Client side Prometheus implementation

MrLotU · November 18, 2018, 1:04pm

Swift Prometheus: Client-side Prometheus implementation in Swift

This module, Prometheus, would include Prometheus metric types for developers to create and use, to serve prometheus formatted metrics any way they want.

Pitch:
A low level Client-Side Prometheus implementation.

Motivation:
A lot of companies and employers don't want their serverside applications running without any sort of insight whatsoever. Prometheus is a Monitoring system used by many big names out there to keep track of what their applications are doing.

This package is a Client-Side implementation of Prometheus, allowing you to serve up Prometheus formatted data that a Server-Side Prometheus application can read out, and store.

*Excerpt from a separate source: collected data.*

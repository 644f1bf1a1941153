use ndarray::Array2;
use serde::{Deserialize, Serialize};
use smallvec::{SmallVec, smallvec};

use crate::*;
pub use display::*;

mod display;
mod flood;

/// Aggregate counters, recomputed from the tiles on every call.
#[derive(Copy, Clone, Debug, Default, PartialEq, Eq, Serialize, Deserialize)]
pub struct GridStats {
    pub tiles_revealed: CellCount,
    pub mines_revealed: CellCount,
    pub flags_placed: CellCount,
}

/// The board: dimensions, mine count and the tiles in row-major order.
#[derive(Clone, Debug, PartialEq)]
pub struct Grid {
    tiles: Array2<Tile>,
    size: Coord2,
    mine_count: CellCount,
}

impl Grid {
    /// All-hidden board without mines, to be filled by `place_mine`.
    pub(crate) fn empty(size: Coord2, mine_count: CellCount) -> Self {
        Self {
            tiles: Array2::default(size.to_nd_index()),
            size,
            mine_count,
        }
    }

    /// Builds a board from explicit mine positions, without any initial reveal.
    ///
    /// Duplicate indexes count once.
    pub fn from_mine_indexes(rows: Coord, cols: Coord, mines: &[TileIndex]) -> Result<Self> {
        if rows == 0 || cols == 0 {
            return Err(GameError::EmptyBoard);
        }

        let mut grid = Self::empty((rows, cols), 0);
        for &index in mines {
            if index >= grid.tiles.len() {
                return Err(GameError::InvalidMineIndex { index });
            }
            if grid.place_mine(index) {
                grid.mine_count += 1;
            }
        }

        Ok(grid)
    }

    pub fn rows(&self) -> Coord {
        self.size.0
    }

    pub fn cols(&self) -> Coord {
        self.size.1
    }

    /// `(rows, cols)`
    pub fn dimensions(&self) -> Coord2 {
        self.size
    }

    pub fn mine_count(&self) -> CellCount {
        self.mine_count
    }

    pub fn total_tiles(&self) -> CellCount {
        mult(self.size.0, self.size.1)
    }

    pub fn safe_tile_count(&self) -> CellCount {
        self.total_tiles() - self.mine_count
    }

    pub fn validate_coords(&self, row: Coord, col: Coord) -> Result<Coord2> {
        if row < self.size.0 && col < self.size.1 {
            Ok((row, col))
        } else {
            Err(GameError::TileNotFound { row, col })
        }
    }

    /// Flat index of `(row, col)`. Coordinates are not bounds checked.
    pub fn index_of(&self, row: Coord, col: Coord) -> TileIndex {
        usize::from(row) * usize::from(self.size.1) + usize::from(col)
    }

    /// Inverse of [`Grid::index_of`].
    ///
    /// # Panics
    ///
    /// When `index` is not below [`Grid::total_tiles`].
    pub fn coords_of(&self, index: TileIndex) -> Coord2 {
        assert!(
            index < self.tiles.len(),
            "tile index {index} outside a board of {} tiles",
            self.tiles.len()
        );
        let cols = usize::from(self.size.1);
        // both parts are below the u16 dimensions for in-range indexes
        ((index / cols) as Coord, (index % cols) as Coord)
    }

    pub fn tile_at(&self, row: Coord, col: Coord) -> Result<Tile> {
        let coords = self.validate_coords(row, col)?;
        Ok(self.tiles[coords.to_nd_index()])
    }

    /// Iterates tiles in flat index order.
    pub fn tiles(&self) -> impl Iterator<Item = (TileIndex, Tile)> + '_ {
        self.tiles.iter().copied().enumerate()
    }

    pub fn stats(&self) -> GridStats {
        let mut stats = GridStats::default();

        for tile in self.tiles.iter() {
            if tile.has_flag() {
                stats.flags_placed += 1;
            }
            if tile.is_revealed() {
                stats.tiles_revealed += 1;
                if tile.has_mine() {
                    stats.mines_revealed += 1;
                }
            }
        }

        stats
    }

    /// Reveals the patch around `(row, col)`, returning the newly revealed indexes.
    ///
    /// Flagged and already revealed tiles are left alone and not reported.
    /// The returned indexes have no meaningful order.
    pub fn reveal_tile(&mut self, row: Coord, col: Coord) -> Result<Vec<TileIndex>> {
        let (row, col) = self.validate_coords(row, col)?;
        Ok(self.reveal_patch(self.index_of(row, col)))
    }

    /// Flips the flag on an unrevealed tile; revealed tiles are left unchanged.
    pub fn toggle_flag(&mut self, row: Coord, col: Coord) -> Result<()> {
        let coords = self.validate_coords(row, col)?;
        let tile = &mut self.tiles[coords.to_nd_index()];

        if !tile.is_revealed() {
            tile.toggle_flag();
            log::trace!("Toggled flag at {:?}, flagged: {}", coords, tile.has_flag());
        }

        Ok(())
    }

    /// Chords a revealed tile: when at least as many neighbours are flagged as
    /// the tile's number, reveals the tile and every unflagged hidden neighbour.
    ///
    /// Hidden targets and under-flagged targets are no-ops with an empty result.
    pub fn process_adjacent_tiles(&mut self, row: Coord, col: Coord) -> Result<Vec<TileIndex>> {
        let coords = self.validate_coords(row, col)?;
        let target = self.tiles[coords.to_nd_index()];

        if !target.is_revealed() {
            return Ok(Vec::new());
        }

        let mut adjacent_flags: u8 = 0;
        let mut candidates: SmallVec<[TileIndex; 9]> = smallvec![self.index_of(row, col)];
        for pos in self.tiles.iter_neighbors(coords) {
            let tile = self.tiles[pos.to_nd_index()];
            if tile.is_revealed() {
                continue;
            }
            if tile.has_flag() {
                adjacent_flags += 1;
                continue;
            }
            candidates.push(self.index_of(pos.0, pos.1));
        }

        if target.adjacent_mines() > adjacent_flags {
            log::trace!(
                "Not chording {:?}, needs {} flags, found {}",
                coords,
                target.adjacent_mines(),
                adjacent_flags
            );
            return Ok(Vec::new());
        }

        // each reveal only reports tiles it flipped, so the union has no duplicates
        let mut revealed = Vec::new();
        for candidate in candidates {
            revealed.extend(self.reveal_patch(candidate));
        }
        log::trace!("Chord at {:?} revealed {} tiles", coords, revealed.len());

        Ok(revealed)
    }

    fn reveal_patch(&mut self, start: TileIndex) -> Vec<TileIndex> {
        let patch = self.find_patch(start);
        let mut revealed = Vec::with_capacity(patch.len());

        for index in patch {
            let coords = self.coords_of(index);
            let tile = &mut self.tiles[coords.to_nd_index()];
            if tile.has_flag() || tile.is_revealed() {
                continue;
            }
            tile.reveal();
            revealed.push(index);
        }
        log::trace!(
            "Revealed {} tiles from {:?}",
            revealed.len(),
            self.coords_of(start)
        );

        revealed
    }

    /// Marks every tile of a precomputed patch revealed, flags notwithstanding.
    pub(crate) fn reveal_indexes(&mut self, indexes: &[TileIndex]) {
        for &index in indexes {
            let coords = self.coords_of(index);
            self.tiles[coords.to_nd_index()].reveal();
        }
    }

    /// Places a mine and bumps the counters of its neighbours.
    ///
    /// Returns `false` when the tile already holds a mine.
    pub(crate) fn place_mine(&mut self, index: TileIndex) -> bool {
        let coords = self.coords_of(index);
        let tile = &mut self.tiles[coords.to_nd_index()];
        if tile.has_mine() {
            return false;
        }
        tile.set_mine();

        for pos in self.tiles.iter_neighbors(coords) {
            self.tiles[pos.to_nd_index()].add_adjacent_mine();
        }

        true
    }

    pub(crate) fn tile_by_index(&self, index: TileIndex) -> Tile {
        self.tiles[self.coords_of(index).to_nd_index()]
    }
}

There currently are some swift solutions out there that provide Prometheus monitoring, for example SwiftMetrics, but none of them are framework independent, and none of them expose the ability for the end user to add metrics of their own without editing package source.

API Design
Note: All of this is still in early stages, and might very well change based on community input

The Swift Prometheus API is designed to be simple. It has no dependencies, only uses Swift builtin types, and requires no setup.

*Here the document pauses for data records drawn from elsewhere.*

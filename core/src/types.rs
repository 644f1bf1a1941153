use ndarray::Array2;

/// Single coordinate axis used for row and column counts and positions.
pub type Coord = u16;

/// Count type used for mine, tile, flag and life counts.
pub type CellCount = u32;

/// Flat row-major tile index, `row * cols + col`.
pub type TileIndex = usize;

/// Two-dimensional coordinates `(row, col)`.
pub type Coord2 = (Coord, Coord);

pub trait ToNdIndex {
    type Output;
    fn to_nd_index(self) -> Self::Output;
}

impl ToNdIndex for Coord2 {
    type Output = [usize; 2];

    fn to_nd_index(self) -> Self::Output {
        [self.0.into(), self.1.into()]
    }
}

pub const fn mult(a: Coord, b: Coord) -> CellCount {
    let a = a as CellCount;
    let b = b as CellCount;
    a * b
}

const DISPLACEMENTS: [(i16, i16); 8] = [
    (-1, -1),
    (-1, 0),
    (-1, 1),
    (0, -1),
    (0, 1),
    (1, -1),
    (1, 0),
    (1, 1),
];

/// Applies `delta` to `coords`, returning a value only when it remains in bounds.
fn apply_delta(coords: Coord2, delta: (i16, i16), bounds: Coord2) -> Option<Coord2> {
    let (row, col) = coords;
    let (d_row, d_col) = delta;
    let (rows, cols) = bounds;

    let next_row = row.checked_add_signed(d_row)?;
    if next_row >= rows {
        return None;
    }

    let next_col = col.checked_add_signed(d_col)?;
    if next_col >= cols {
        return None;
    }

    Some((next_row, next_col))
}

/// Iterates over the up-to-8 in-bounds neighbours of a tile.
#[derive(Debug)]
pub struct NeighborIter {
    center: Coord2,
    bounds: Coord2,
    index: u8,
}

impl NeighborIter {
    pub fn new(center: Coord2, bounds: Coord2) -> Self {
        Self {
            center,
            bounds,
            index: 0,
        }
    }
}

impl Iterator for NeighborIter {
    type Item = Coord2;

    fn next(&mut self) -> Option<Self::Item> {
        loop {
            if usize::from(self.index) >= DISPLACEMENTS.len() {
                return None;
            }

            let next_item =
                apply_delta(self.center, DISPLACEMENTS[self.index as usize], self.bounds);
            self.index += 1;

            if next_item.is_some() {
                return next_item;
            }
        }
    }
}

/// Neighbour iteration bounded by the dimensions of a board array.
pub trait NeighborIterExt {
    fn iter_neighbors(&self, center: Coord2) -> NeighborIter;
}

impl<T> NeighborIterExt for Array2<T> {
    fn iter_neighbors(&self, center: Coord2) -> NeighborIter {
        let (rows, cols) = self.dim();
        let bounds = (
            Coord::try_from(rows).unwrap_or(Coord::MAX),
            Coord::try_from(cols).unwrap_or(Coord::MAX),
        );
        NeighborIter::new(center, bounds)
    }
}
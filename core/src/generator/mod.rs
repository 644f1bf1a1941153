use chrono::Utc;
use serde::{Deserialize, Serialize};

use crate::*;
pub use random::*;

mod random;

/// Source for the numeric seed of a board.
#[derive(Clone, Debug, Default, PartialEq, Eq, Serialize, Deserialize)]
pub enum Seed {
    /// Seeded from the wall clock, a different board every time.
    #[default]
    Clock,
    /// Player-entered text, hashed into a numeric seed.
    Text(String),
    Value(u64),
}

impl Seed {
    pub fn resolve(&self) -> u64 {
        match self {
            Self::Clock => clock_seed(),
            Self::Text(text) if text.is_empty() => clock_seed(),
            Self::Text(text) => text_seed(text),
            Self::Value(value) => *value,
        }
    }
}

impl From<&str> for Seed {
    fn from(text: &str) -> Self {
        if text.is_empty() {
            Self::Clock
        } else {
            Self::Text(text.into())
        }
    }
}

impl From<String> for Seed {
    fn from(text: String) -> Self {
        if text.is_empty() {
            Self::Clock
        } else {
            Self::Text(text)
        }
    }
}

impl From<u64> for Seed {
    fn from(value: u64) -> Self {
        Self::Value(value)
    }
}

fn clock_seed() -> u64 {
    Utc::now().timestamp_micros().unsigned_abs()
}

/// FNV-1a over the UTF-8 bytes.
fn text_seed(text: &str) -> u64 {
    const OFFSET_BASIS: u64 = 0xcbf2_9ce4_8422_2325;
    const PRIME: u64 = 0x0000_0100_0000_01b3;

    text.bytes().fold(OFFSET_BASIS, |hash, byte| {
        (hash ^ u64::from(byte)).wrapping_mul(PRIME)
    })
}

impl Grid {
    /// Generates a board with randomly placed mines and a best-effort opening.
    pub fn generate(config: GridConfig, seed: impl Into<Seed>) -> Result<Self> {
        RandomGridGenerator::new(seed.into().resolve(), InitialReveal::Patch).generate(config)
    }
}

#[cfg(test)]
mod tests {
    use super::*;

    #[test]
    fn empty_text_falls_back_to_clock() {
        assert_eq!(Seed::from(""), Seed::Clock);
        assert_eq!(Seed::from(String::new()), Seed::Clock);
    }

    #[test]
    fn text_seed_is_stable() {
        assert_eq!(Seed::from("hello").resolve(), Seed::from("hello").resolve());
    }

    #[test]
    fn text_seed_tells_anagrams_apart() {
        assert_ne!(Seed::from("ab").resolve(), Seed::from("ba").resolve());
    }

    #[test]
    fn value_seed_is_used_verbatim() {
        assert_eq!(Seed::from(42u64).resolve(), 42);
    }
}
use thiserror::Error;

use crate::{CellCount, Coord, TileIndex};

#[derive(Error, Debug, Clone, PartialEq, Eq)]
pub enum GameError {
    #[error("Tile not found for row index {row} and col index {col}")]
    TileNotFound { row: Coord, col: Coord },
    #[error("Board needs at least one row and one column")]
    EmptyBoard,
    #[error("Too many mines, requested {mines} but the board has {tiles} tiles")]
    TooManyMines { mines: CellCount, tiles: CellCount },
    #[error("A game needs at least one life")]
    NoLives,
    #[error("Mine index {index} is outside the board")]
    InvalidMineIndex { index: TileIndex },
    #[error("Unknown difficulty preset {0:?}")]
    UnknownPreset(String),
    #[error("Invalid difficulty presets: {0}")]
    InvalidPresets(String),
}

pub type Result<T> = core::result::Result<T, GameError>;
//! Session transcripts - serializable records of finished games
//!
//! Both engines report a finished session through a summary value. A
//! [`Transcript`] wraps either summary behind a `game` tag so a single
//! JSON file identifies which engine produced it, and
//! [`Transcript::write_json`] exports the record as pretty-printed JSON.

use std::{
    fs::{self, File},
    path::{Path, PathBuf},
};

use serde::Serialize;
use serde_json::to_writer_pretty;

use crate::{
    adventure::StorySummary,
    error::{Error, Result},
    tictactoe::GridSummary,
};

/// A finished session in serializable form, tagged by engine.
#[derive(Debug, Clone, Serialize)]
#[serde(tag = "game", rename_all = "kebab-case")]
pub enum Transcript {
    /// A completed Tic-Tac-Toe game.
    Tictactoe(GridSummary),
    /// A completed story playthrough.
    Adventure(StorySummary),
}

impl Transcript {
    /// Writes the transcript to `path` as pretty-printed JSON.
    ///
    /// The path is normalized first (see [`normalize_transcript_path`]) and
    /// missing parent directories are created. Returns the path actually
    /// written, which differs from `path` when normalization adjusted it.
    ///
    /// # Errors
    ///
    /// Returns [`Error::Io`] if the parent directory or the file cannot be
    /// created, or [`Error::Serialization`] if encoding fails.
    pub fn write_json(&self, path: &Path) -> Result<PathBuf> {
        let path = normalize_transcript_path(path);

        if let Some(parent) = path.parent() {
            fs::create_dir_all(parent).map_err(|source| Error::Io {
                operation: format!("create directory {}", parent.display()),
                source,
            })?;
        }

        let file = File::create(&path).map_err(|source| Error::Io {
            operation: format!("create file {}", path.display()),
            source,
        })?;
        to_writer_pretty(file, self)?;

        Ok(path)
    }
}

impl From<GridSummary> for Transcript {
    fn from(summary: GridSummary) -> Self {
        Self::Tictactoe(summary)
    }
}

impl From<StorySummary> for Transcript {
    fn from(summary: StorySummary) -> Self {
        Self::Adventure(summary)
    }
}

/// Normalizes a user-supplied transcript path to a `.json` file.
///
/// A trailing separator or a missing filename is treated as a directory
/// target and gets `transcript.json` appended; any other extension is
/// replaced with `json`.
pub fn normalize_transcript_path(raw: &Path) -> PathBuf {
    let mut normalized = raw.to_path_buf();
    let raw_str = raw.as_os_str().to_string_lossy();

    if raw_str.ends_with(std::path::MAIN_SEPARATOR) || normalized.file_name().is_none() {
        normalized.push("transcript.json");
        return normalized;
    }

    match normalized.extension().and_then(|ext| ext.to_str()) {
        Some(ext) if ext.eq_ignore_ascii_case("json") => normalized,
        _ => {
            normalized.set_extension("json");
            normalized
        }
    }
}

Using prometheus in your project is as simple as this:

import Prometheus

let counter = Prometheus.shared.createCounter(forType: Int.self, named: "my_counter")

counter.inc() // Increment value by 1
// OR use counter.inc(12) to increment the counter by a given value

// To get a hold of your metrics

Prometheus.shared.getMetrics()

In this case, only incrementing the counter once, with a value of 1, this will give the follwing output:

# TYPE my_counter counter
my_counter 1

Also supported are help texts, that can be used to clarify what metric holds what:

import Prometheus

let counter = Prometheus.shared.createCounter(forType: Int.self, named: "my_counter", helpText: "Counts up")

counter.inc()

Prometheus.shared.getMetrics()

which will result in:

# HELP my_counter Counts up
# TYPE my_counter counter
my_counter 1

An example of how this could end up looking in an application (using Vapor syntax here, but framework should not matter)

import Prometheus

router.get("/status") { req -> String in
    return Prometheus.shared.getMetrics()
}

Metrics currently supported are:

Counter
Gauge
Histogram
Summary
Info

To check out the implementations, and full overview of the module, it's on GitHub here

Into the future
Right now, the API I created has some quirks and code I'm not fully happy with. I'll work on cleaning these flaws up, but wanted to share this here already, since the API is functional. Next to that, the code is only partially documented, and has no tests yet. I'll also provide those over the coming week(s)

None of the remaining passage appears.